Vivir de esta manera hace que uno experimente un gran sentimiento de impotencia. Llamo a esta opresión de las autoridades “violencia fría de Estado”. Desde que el poder y ciertas fuerzas malintencionadas en el seno de la población llegaron a un consenso, se unieron y cooperan, no me queda más que el silencio. Una triste realidad, ¡pero de una tristeza que no me concierne!

Muchas cosas ya no serán como antes. La libertad a la que aspiramos, la apertura que tanto deseamos, la vida que quisiéramos, se alejan de nosotros. Ante esta constatación no encuentro ninguna razón para ser optimista, pero a pesar de todo tengo la valentía y la fuerza de elegir resistir, serenamente.

Fang Fang, escritora. Últimos libros publicados: Diario de Wuhan (Seix Barral, Barcelona, 2020) y Funérailles molles (L’Asiathèque, París, 2019). Traducción: Micaela Houston.


  1. N. de la R.: el equivalente chino de la red social Facebook. 

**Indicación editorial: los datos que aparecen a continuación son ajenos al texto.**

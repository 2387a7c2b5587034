//! Outbound adapters: persistence, cache, and object storage.

pub mod cache;
pub mod persistence;
pub mod storage;
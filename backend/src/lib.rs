//! qbank backend library modules.

pub mod doc;
pub mod domain;
pub mod inbound;
pub mod outbound;

/// Public OpenAPI surface used by Swagger UI and tooling.
pub use doc::ApiDoc;
//! Domain ports: the traits outbound adapters implement.
//!
//! Each port ships its own error enum (generated by `define_port_error!`)
//! and a fixture implementation for tests and infrastructure-less boots.

mod area_repository;
mod count_cache;
mod macros;
mod object_storage;
mod question_repository;
mod source_repository;

pub use area_repository::{AreaRepository, AreaRepositoryError, FixtureAreaRepository};
pub use count_cache::{
    COUNT_TTL, CountCache, CountCacheError, NoOpCountCache, QUESTIONS_TOTAL_COUNT,
};
pub use object_storage::{MemoryObjectStorage, ObjectStorage, ObjectStorageError};
pub use question_repository::{
    FixtureQuestionRepository, QuestionRepository, QuestionRepositoryError,
};
pub use source_repository::{FixtureSourceRepository, SourceRepository, SourceRepositoryError};

#[cfg(test)]
pub use area_repository::MockAreaRepository;
#[cfg(test)]
pub use count_cache::MockCountCache;
#[cfg(test)]
pub use object_storage::MockObjectStorage;
#[cfg(test)]
pub use question_repository::MockQuestionRepository;
#[cfg(test)]
pub use source_repository::MockSourceRepository;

  2. Publicado en castellano bajo el título Diario de Wuhan, Seix Barral, Barcelona, 2020. Véase Martine Bulard, “Fang Fang, une accusatrice à la chinoise”, Planète Asie, 6-11-20, https://blog.mondediplo.net 

  3. Confucio, Analectas, IX-16. 

  4. N. de la R.: Fang Fang escribió más de 80 novelas y ensayos, todos publicados en China y algunos distinguidos por premios literarios.